**DIRECTIONS:**
Copy word for word, and only, the lines below from the one with "A chat message" through the last.

Dataset excerpts
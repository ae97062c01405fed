use chrono::{DateTime, Utc};
use serde::{Deserialize, Serialize};

/// A persistent thread between a customer and a vendor
#[derive(Debug, Clone, PartialEq, Serialize, Deserialize)]
pub struct Conversation {
    pub id: String,
    pub customer_id: String,
    pub vendor_id: String,
    #[serde(default)]
    pub last_message: Option<String>,
    pub updated_at: DateTime<Utc>,
}

impl Conversation {
    /// The participant that is not `me`
    pub fn counterpart_of(&self, me: &str) -> &str {
        if self.customer_id == me {
            &self.vendor_id
        } else {
            &self.customer_id
        }
    }

    pub fn involves(&self, user_id: &str) -> bool {
        self.customer_id == user_id || self.vendor_id == user_id
    }
}

/// A chat message
///
/// `id` is assigned by the backend once persisted. `client_key` is generated
/// by the sender and echoed back by both the live channel and the REST
/// persistence call, so the copies can be matched up.
#[derive(Debug, Clone, PartialEq, Serialize, Deserialize)]
pub struct Message {
    #[serde(default, skip_serializing_if = "Option::is_none")]
    pub id: Option<String>,
    pub conversation_id: String,
    pub sender_id: String,
    pub text: String,
    pub sent_at: DateTime<Utc>,
    #[serde(default, skip_serializing_if = "Option::is_none")]
    pub client_key: Option<String>,
}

**RESULT:**
/// A chat message
///
/// `id` is assigned by the backend once persisted. `client_key` is generated
/// by the sender and echoed back by both the live channel and the REST
/// persistence call, so the copies can be matched up.
#[derive(Debug, Clone, PartialEq, Serialize, Deserialize)]
pub struct Message {
    #[serde(default, skip_serializing_if = "Option::is_none")]
    pub id: Option<String>,
    pub conversation_id: String,
    pub sender_id: String,
    pub text: String,
    pub sent_at: DateTime<Utc>,
    #[serde(default, skip_serializing_if = "Option::is_none")]
    pub client_key: Option<String>,
}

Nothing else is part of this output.